Même selon les normes de The Walking Dead, il s’agit d’une tournure d’événements plutôt inquiétante, mais qui joue sur les hypothèses du public concernant le personnage de Robert Patrick. Au début, les téléspectateurs sont encouragés à ne pas aimer Mays – il prend Aaron en otage et risque de tuer les deux protagonistes, après tout. Mais lorsque la façade finit par se fissurer et que Mays donne son nom, le public éprouve de la colère envers Gabriel, qui a enfoncé la tête de l’homme malgré le désamorçage de la situation. Aaron est également salé envers son ami, mais lorsque la zone cachée et ses squelettes littéraux sont révélés, la vraie nature de Mays apparaît au grand jour. D’une manière ou d’une autre, Mays a tué sa nièce et sa belle-sœur, causant la mort d’un enfant simplement pour prouver son point de vue. Soudain, les actions de Gabriel ne semblent plus si mauvaises. C’est une montagne russe émotionnelle qui correspond à la discussion générale de l’épisode : reste-t-il encore du bon dans le monde ? Aaron prouve que oui, mais après que Gabriel ait pris une vie inutilement et que le passé de Mays soit devenu clair, les mots du prêtre de tout à l’heure résonnent dans l’esprit. Le mal est la règle, le bien est l’exception.
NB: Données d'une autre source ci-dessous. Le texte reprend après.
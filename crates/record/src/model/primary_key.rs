//! Record and data-provider keys
//!
//! A key is the scalar value of a single-column primary key, the ordered
//! column/value pairs of a composite one, or a position inside a
//! collection when there is no key column at all.

use std::fmt;

use crate::error::{ModelError, OrmResult};
use crate::storage::Condition;
use crate::value::{Row, Value};

#[derive(Debug, Clone, PartialEq)]
pub enum Key {
    /// Single-column primary key
    Scalar(Value),
    /// Composite primary key, in key-column order
    Composite(Vec<(String, Value)>),
    /// Position inside a sorted collection
    Index(usize),
}

impl Key {
    /// Build the key of `row` for the given key columns
    pub fn from_row(columns: &[String], row: &Row) -> Key {
        let value = |c: &String| row.get(c).cloned().unwrap_or(Value::Null);
        match columns {
            [single] => Key::Scalar(value(single)),
            _ => Key::Composite(columns.iter().map(|c| (c.clone(), value(c))).collect()),
        }
    }

    pub fn as_scalar(&self) -> Option<&Value> {
        match self {
            Key::Scalar(value) => Some(value),
            _ => None,
        }
    }

    pub fn as_composite(&self) -> Option<&[(String, Value)]> {
        match self {
            Key::Composite(pairs) => Some(pairs),
            _ => None,
        }
    }

    pub fn as_index(&self) -> Option<usize> {
        match self {
            Key::Index(i) => Some(*i),
            _ => None,
        }
    }

    /// Every key value is present (non-null) and there is at least one
    pub fn is_valid(&self) -> bool {
        match self {
            Key::Scalar(value) => !value.is_null(),
            Key::Composite(pairs) => !pairs.is_empty() && pairs.iter().all(|(_, v)| !v.is_null()),
            Key::Index(_) => true,
        }
    }

    /// Column/value pairs addressing the row identified by this key
    pub(crate) fn to_row(&self, table: &str, columns: &[String]) -> OrmResult<Row> {
        match (self, columns) {
            (Key::Scalar(value), [single]) => {
                let mut row = Row::new();
                row.insert(single.clone(), value.clone());
                Ok(row)
            }
            (Key::Composite(pairs), _)
                if pairs.len() == columns.len()
                    && pairs.iter().all(|(c, _)| columns.contains(c)) =>
            {
                Ok(pairs.iter().cloned().collect())
            }
            _ => Err(ModelError::MissingPrimaryKey(table.to_string())),
        }
    }

    pub(crate) fn to_condition(&self, table: &str, columns: &[String]) -> OrmResult<Condition> {
        Ok(Condition::from_row(&self.to_row(table, columns)?))
    }
}

impl fmt::Display for Key {
    fn fmt(&self, f: &mut fmt::Formatter<'_>) -> fmt::Result {
        match self {
            Key::Scalar(value) => write!(f, "{}", value),
            Key::Composite(pairs) => {
                let pairs: Vec<String> = pairs.iter().map(|(k, v)| format!("{}:{}", k, v)).collect();
                write!(f, "{}", pairs.join(","))
            }
            Key::Index(i) => write!(f, "{}", i),
        }
    }
}

impl From<Value> for Key {
    fn from(value: Value) -> Self {
        Key::Scalar(value)
    }
}

impl From<i64> for Key {
    fn from(id: i64) -> Self {
        Key::Scalar(Value::Integer(id))
    }
}

impl From<i32> for Key {
    fn from(id: i32) -> Self {
        Key::Scalar(Value::Integer(id as i64))
    }
}

impl From<&str> for Key {
    fn from(id: &str) -> Self {
        Key::Scalar(Value::from(id))
    }
}

impl From<String> for Key {
    fn from(id: String) -> Self {
        Key::Scalar(Value::String(id))
    }
}

impl From<Vec<(String, Value)>> for Key {
    fn from(pairs: Vec<(String, Value)>) -> Self {
        Key::Composite(pairs)
    }
}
L’histoire de Mays dans la saison 10 de The Walking Dead se classe certainement parmi les moments les plus sombres de l’apocalypse zombie. L’introduction de Negan était impitoyablement violente, la scène de Carol « regarde les fleurs » était un choc émotionnel, et Rick mordant un agresseur était sinistre mais nécessaire. Mais dans chacun de ces cas, les lignes du « bien » et du « mal » étaient clairement tracées. Dans « One More », le mal de Mays n’est pas vraiment montré avant les tout derniers instants. Pour une fois, les spectateurs doivent juger un étranger uniquement sur ce qu’ils ont vu, ce qui signifie que certains seront d’accord avec l’action rapide et décisive de Gabriel, et d’autres avec la pitié d’Aaron. En faisant participer le spectateur à la discussion, The Walking Dead crée l’un de ses moments les plus moralement horribles à ce jour.

L’épisode 19 de la saison 10 de The Walking Dead est disponible sur OCS depuis lundi 15 mars.